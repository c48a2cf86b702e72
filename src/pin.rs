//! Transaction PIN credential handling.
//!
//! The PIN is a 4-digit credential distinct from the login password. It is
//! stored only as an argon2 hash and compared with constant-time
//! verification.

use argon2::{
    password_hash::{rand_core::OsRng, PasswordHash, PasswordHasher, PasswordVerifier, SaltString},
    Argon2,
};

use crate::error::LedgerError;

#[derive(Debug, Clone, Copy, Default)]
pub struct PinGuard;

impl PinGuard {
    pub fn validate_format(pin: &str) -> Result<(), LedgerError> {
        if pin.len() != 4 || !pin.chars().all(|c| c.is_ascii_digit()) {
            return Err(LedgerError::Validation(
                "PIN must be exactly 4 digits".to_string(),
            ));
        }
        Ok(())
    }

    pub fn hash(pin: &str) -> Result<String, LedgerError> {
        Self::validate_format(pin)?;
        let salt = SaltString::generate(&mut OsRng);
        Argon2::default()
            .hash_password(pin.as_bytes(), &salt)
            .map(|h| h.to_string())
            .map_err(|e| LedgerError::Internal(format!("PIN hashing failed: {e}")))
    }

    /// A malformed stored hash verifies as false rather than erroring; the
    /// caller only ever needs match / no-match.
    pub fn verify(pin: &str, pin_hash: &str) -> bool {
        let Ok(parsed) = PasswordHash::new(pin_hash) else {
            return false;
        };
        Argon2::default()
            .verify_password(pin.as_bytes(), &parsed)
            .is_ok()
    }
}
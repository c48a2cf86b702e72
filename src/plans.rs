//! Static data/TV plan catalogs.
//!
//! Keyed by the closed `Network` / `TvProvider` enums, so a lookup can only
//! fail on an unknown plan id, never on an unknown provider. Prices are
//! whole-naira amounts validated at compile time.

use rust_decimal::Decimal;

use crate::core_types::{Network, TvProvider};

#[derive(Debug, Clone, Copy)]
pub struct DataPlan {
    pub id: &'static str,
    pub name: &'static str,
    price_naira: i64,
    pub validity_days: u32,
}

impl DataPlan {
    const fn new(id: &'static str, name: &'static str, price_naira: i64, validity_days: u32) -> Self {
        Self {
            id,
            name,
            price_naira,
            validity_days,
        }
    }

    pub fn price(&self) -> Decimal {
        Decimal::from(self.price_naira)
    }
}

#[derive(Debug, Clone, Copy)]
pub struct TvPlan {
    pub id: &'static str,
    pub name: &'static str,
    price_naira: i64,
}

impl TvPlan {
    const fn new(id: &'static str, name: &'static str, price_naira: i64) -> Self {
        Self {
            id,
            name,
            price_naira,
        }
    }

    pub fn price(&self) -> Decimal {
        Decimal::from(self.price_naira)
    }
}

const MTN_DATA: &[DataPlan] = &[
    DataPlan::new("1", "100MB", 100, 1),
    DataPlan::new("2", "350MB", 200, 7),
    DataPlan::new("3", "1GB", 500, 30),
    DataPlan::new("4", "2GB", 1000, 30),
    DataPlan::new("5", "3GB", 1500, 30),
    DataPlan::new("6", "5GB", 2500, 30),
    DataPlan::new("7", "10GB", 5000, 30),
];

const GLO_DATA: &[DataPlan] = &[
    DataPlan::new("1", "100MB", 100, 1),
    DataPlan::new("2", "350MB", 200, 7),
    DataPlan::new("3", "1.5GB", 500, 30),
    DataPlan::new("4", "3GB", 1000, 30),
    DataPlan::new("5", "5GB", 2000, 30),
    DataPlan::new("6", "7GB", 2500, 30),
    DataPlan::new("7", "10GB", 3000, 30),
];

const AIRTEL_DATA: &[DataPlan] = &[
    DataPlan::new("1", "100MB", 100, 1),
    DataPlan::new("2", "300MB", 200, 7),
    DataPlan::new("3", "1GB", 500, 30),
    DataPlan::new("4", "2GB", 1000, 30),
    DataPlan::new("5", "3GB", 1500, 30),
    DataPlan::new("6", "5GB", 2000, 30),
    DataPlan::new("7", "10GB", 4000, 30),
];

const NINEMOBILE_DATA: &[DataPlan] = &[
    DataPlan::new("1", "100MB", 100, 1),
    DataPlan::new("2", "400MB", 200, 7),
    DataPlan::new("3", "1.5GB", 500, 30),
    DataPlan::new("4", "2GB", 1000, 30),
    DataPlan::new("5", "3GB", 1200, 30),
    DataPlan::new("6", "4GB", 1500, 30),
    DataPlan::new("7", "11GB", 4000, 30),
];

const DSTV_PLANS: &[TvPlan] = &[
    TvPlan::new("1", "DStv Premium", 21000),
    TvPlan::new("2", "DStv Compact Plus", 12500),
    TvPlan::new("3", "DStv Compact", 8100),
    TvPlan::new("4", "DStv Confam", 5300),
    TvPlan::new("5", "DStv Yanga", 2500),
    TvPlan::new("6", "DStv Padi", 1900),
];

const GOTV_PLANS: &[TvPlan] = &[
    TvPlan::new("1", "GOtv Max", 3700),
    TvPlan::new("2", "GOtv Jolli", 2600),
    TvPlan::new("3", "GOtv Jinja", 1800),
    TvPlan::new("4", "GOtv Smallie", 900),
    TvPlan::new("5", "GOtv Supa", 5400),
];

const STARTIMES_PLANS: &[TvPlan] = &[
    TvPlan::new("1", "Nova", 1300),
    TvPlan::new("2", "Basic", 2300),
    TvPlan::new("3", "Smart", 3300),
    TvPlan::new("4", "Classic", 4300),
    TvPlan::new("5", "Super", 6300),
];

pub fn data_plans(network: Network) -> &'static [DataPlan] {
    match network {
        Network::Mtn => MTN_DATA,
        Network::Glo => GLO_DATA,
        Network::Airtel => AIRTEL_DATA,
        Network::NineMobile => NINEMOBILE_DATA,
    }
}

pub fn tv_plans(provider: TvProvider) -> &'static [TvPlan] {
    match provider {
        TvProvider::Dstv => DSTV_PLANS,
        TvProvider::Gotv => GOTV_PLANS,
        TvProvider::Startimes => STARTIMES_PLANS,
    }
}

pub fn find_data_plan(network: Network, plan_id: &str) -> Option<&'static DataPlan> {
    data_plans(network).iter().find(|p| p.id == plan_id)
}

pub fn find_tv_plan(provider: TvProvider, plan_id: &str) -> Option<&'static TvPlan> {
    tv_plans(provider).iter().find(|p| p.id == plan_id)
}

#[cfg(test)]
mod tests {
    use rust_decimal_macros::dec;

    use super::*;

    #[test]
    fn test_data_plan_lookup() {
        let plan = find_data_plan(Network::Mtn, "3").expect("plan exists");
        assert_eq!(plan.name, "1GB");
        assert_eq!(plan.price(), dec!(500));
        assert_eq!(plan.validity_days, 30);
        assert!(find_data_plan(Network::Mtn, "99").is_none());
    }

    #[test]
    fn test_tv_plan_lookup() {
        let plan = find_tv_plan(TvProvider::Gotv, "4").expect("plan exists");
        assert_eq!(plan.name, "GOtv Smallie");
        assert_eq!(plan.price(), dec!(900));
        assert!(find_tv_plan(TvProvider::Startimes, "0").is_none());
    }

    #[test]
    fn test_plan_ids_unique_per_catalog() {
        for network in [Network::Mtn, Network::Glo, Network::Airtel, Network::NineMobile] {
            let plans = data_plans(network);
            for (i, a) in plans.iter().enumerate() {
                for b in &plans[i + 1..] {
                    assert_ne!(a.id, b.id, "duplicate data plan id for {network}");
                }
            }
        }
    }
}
+ + + + + + +
*YOUR GOAL*
Find every line with "expect" in the listing and state how many there are, nothing else.

*THE ANSWER*
2